My friend Carlos had a period during his adolescence when he didn’t have much to do. You know that age, to old for all the stuff you used to do, but not old enough to do all the things you wanted to do. Well, he came across a whole pile of rubber bands, an almost limitless supply. So he rolled one into a little ball and then he grabbed another one and wrapped it around the first one. That was so much fun and so rewarding that he selected one more rubber band and repeated the process. He did this whenever he had some spare time and wasn’t going anywhere for awhile. By the end of the summer he had a rubber band ball about the size of a basketball. He called his creation “Boredom.” Boredom became an institution to us. We took it wherever we went. That was twenty years ago, the last place I remember boredom was at college, in the Student Governing Board offices, where it was our constant companion.

            Even before I had left the hospital boredom had found me again. In my opinion, the hardest thing about brain injury is the boredom. Everyone finds being infirm to be boring, but brain injury lasts forever! If not forever, for an uncomfortably long time. Everyone with brain injury has memory problems, but everyone can still remember how much fun they used to have and how interesting their life was before their brain injury.

            It’s like the football player who is injured and told he will never play football again, except you were playing life and now it appears you will never play life again. What do you tell those well-meaning people who want to give you a kind word of support when they ask what’s wrong? Do you look at them straight on and say, “I’m bored.” In the work-a-day world where people are longing for some peace and quiet how do you convey the utter futility of your predicament? It’s like you’re waiting to get better, but that’s years away if even then.

            I do remember the first year after my accident, not in detail, but in general. I remember how bored I was. I still get bored, I think I will spend my life running from boredom. The difference between now and then is that now I’m not bored all the time. I have discovered a secret. The opposite of boredom is purpose. If you find a purpose to your life you will have a way to alleviate boredom. Purpose fills each day with opportunity and each moment with wonder. I actually find myself lamenting that there aren’t enough hours in the day!

            The tough part is actually finding a purpose. In my experience it is rarely found by sitting back and wondering what it might be, wishing upon a star. Usually, people are going through their life and this purpose just bites them on the nose. This isn’t much solace for those who are bored now, so what can a person do?

            I would look at volunteer opportunities. This is not to say that this is the best way to find your passion and purpose in life, but it does give you something to do until you find your place in the world.
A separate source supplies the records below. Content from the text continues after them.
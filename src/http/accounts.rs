use axum::extract::State;
use axum::http::header::SET_COOKIE;
use axum::response::IntoResponse;
use axum::Json;
use serde::{Deserialize, Serialize};
use serde_json::json;
use validator::Validate;

use crate::domain::UserId;
use crate::http::extract::{self, MaybePrincipal, SessionToken};
use crate::http::{messages, AppState};
use crate::Result;

#[derive(Debug, Deserialize, Validate)]
pub struct LoginRequest {
    #[validate(length(min = 1, max = 150))]
    pub username: String,
    #[validate(length(min = 1))]
    pub password: String,
}

#[derive(Debug, Serialize)]
pub struct CurrentUser {
    pub username: String,
    pub is_authenticated: bool,
}

#[derive(Debug, Serialize)]
pub struct UserSummary {
    pub id: UserId,
    pub username: String,
}

pub async fn login(State(s): State<AppState>, Json(r): Json<LoginRequest>) -> Result<impl IntoResponse> {
    r.validate()?;
    let (_, token) = s.shop.accounts.login(&r.username, &r.password).await?;
    Ok(([(SET_COOKIE, extract::session_cookie_header(&token))], Json(json!({ "username": messages::LOGGED_IN }))))
}

pub async fn logout(State(s): State<AppState>, SessionToken(token): SessionToken) -> Result<impl IntoResponse> {
    s.shop.accounts.logout(token.as_deref()).await?;
    Ok(([(SET_COOKIE, extract::expired_session_cookie_header())], Json(messages::LOGGED_OUT)))
}

pub async fn current_user(principal: MaybePrincipal) -> Json<CurrentUser> {
    Json(match principal.0 {
        Some(p) => CurrentUser { username: p.username, is_authenticated: true },
        None => CurrentUser { username: String::new(), is_authenticated: false },
    })
}

pub async fn list_users(State(s): State<AppState>, principal: MaybePrincipal) -> Result<Json<Vec<UserSummary>>> {
    let users = s.shop.accounts.list_users(principal.as_ref()).await?;
    Ok(Json(users.into_iter().map(|u| UserSummary { id: u.id, username: u.username }).collect()))
}
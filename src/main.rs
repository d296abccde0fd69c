//! Shopfront - catalog, wishlist and ordering backend

use std::sync::Arc;

use anyhow::Result;
use sqlx::postgres::PgPoolOptions;
use tracing_subscriber::{layer::SubscriberExt, util::SubscriberInitExt};

use shopfront::auth::Access;
use shopfront::config::Config;
use shopfront::media::MediaStorage;
use shopfront::messaging::{EventPublisher, NatsPublisher, NoopPublisher};
use shopfront::service::Shop;
use shopfront::store::Repositories;

#[tokio::main]
async fn main() -> Result<()> {
    dotenvy::dotenv().ok();
    tracing_subscriber::registry().with(tracing_subscriber::EnvFilter::try_from_default_env().unwrap_or_else(|_| "info".into())).with(tracing_subscriber::fmt::layer()).init();
    let config = Config::from_env()?;

    let repos = match &config.database_url {
        Some(url) => {
            let db = PgPoolOptions::new().max_connections(10).connect(url).await?;
            sqlx::migrate!("./migrations").run(&db).await?;
            Repositories::postgres(db)
        }
        None => {
            tracing::warn!("DATABASE_URL not set, data is kept in memory only");
            Repositories::memory()
        }
    };

    let events: Arc<dyn EventPublisher> = match &config.nats_url {
        Some(url) => match NatsPublisher::connect(url).await {
            Ok(publisher) => Arc::new(publisher),
            Err(e) => {
                tracing::warn!(error = %e, "NATS unavailable, events are dropped");
                Arc::new(NoopPublisher)
            }
        },
        None => Arc::new(NoopPublisher),
    };

    let shop = Shop::new(repos, MediaStorage::new(&config.media_root), events, Access::new(&config.manager_role));
    if let Some(admin) = &config.admin {
        shop.accounts.ensure_superuser(&admin.username, &admin.password).await?;
    }

    let app = shopfront::http::router(shop, &config);
    tracing::info!("Shopfront listening on 0.0.0.0:{}", config.port);
    axum::serve(tokio::net::TcpListener::bind(("0.0.0.0", config.port)).await?, app).await?;
    Ok(())
}
//! Wishlist Aggregate

use crate::domain::reconcile::{self, LineItem, Reconciled};
use crate::domain::value_objects::Count;
use crate::domain::{ProductId, UserId, WishlistId};

#[derive(Clone, Debug, PartialEq)]
pub struct Wishlist {
    id: WishlistId,
    user_id: UserId,
    items: Vec<WishlistItem>,
}

#[derive(Clone, Debug, PartialEq, Eq)]
pub struct WishlistItem { pub product_id: ProductId, pub count: Count }

impl LineItem for WishlistItem {
    fn product_id(&self) -> ProductId { self.product_id }
    fn count(&self) -> Count { self.count }
    fn set_count(&mut self, count: Count) { self.count = count; }
}

impl Wishlist {
    pub fn new(id: WishlistId, user_id: UserId) -> Self { Self { id, user_id, items: vec![] } }

    pub fn restore(id: WishlistId, user_id: UserId, items: Vec<WishlistItem>) -> Self { Self { id, user_id, items } }

    pub fn id(&self) -> WishlistId { self.id }
    pub fn user_id(&self) -> UserId { self.user_id }
    pub fn items(&self) -> &[WishlistItem] { &self.items }
    pub fn is_empty(&self) -> bool { self.items.is_empty() }

    pub fn add(&mut self, product_id: ProductId, count: Count) -> Reconciled {
        reconcile::add(&mut self.items, product_id, count, |count| WishlistItem { product_id, count })
    }

    /// `None` if the wishlist has no line for the product.
    pub fn remove(&mut self, product_id: ProductId, count: Count) -> Option<Reconciled> {
        reconcile::remove(&mut self.items, product_id, count)
    }

    pub fn purge_product(&mut self, product_id: ProductId) -> bool {
        let before = self.items.len();
        self.items.retain(|i| i.product_id != product_id);
        self.items.len() != before
    }
}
            Remember to look inward. Before I was of much use to anyone I spent time improving myself. “Invest in yourself first,” a sage once told me. That is my mantra now, whenever I talk about brain injury to survivors I talk about ways that I found to improve myself after my accident, many of these techniques I have written about in these pages, but everyone is different and we all must chart our own course.

            Good luck and happy sailing.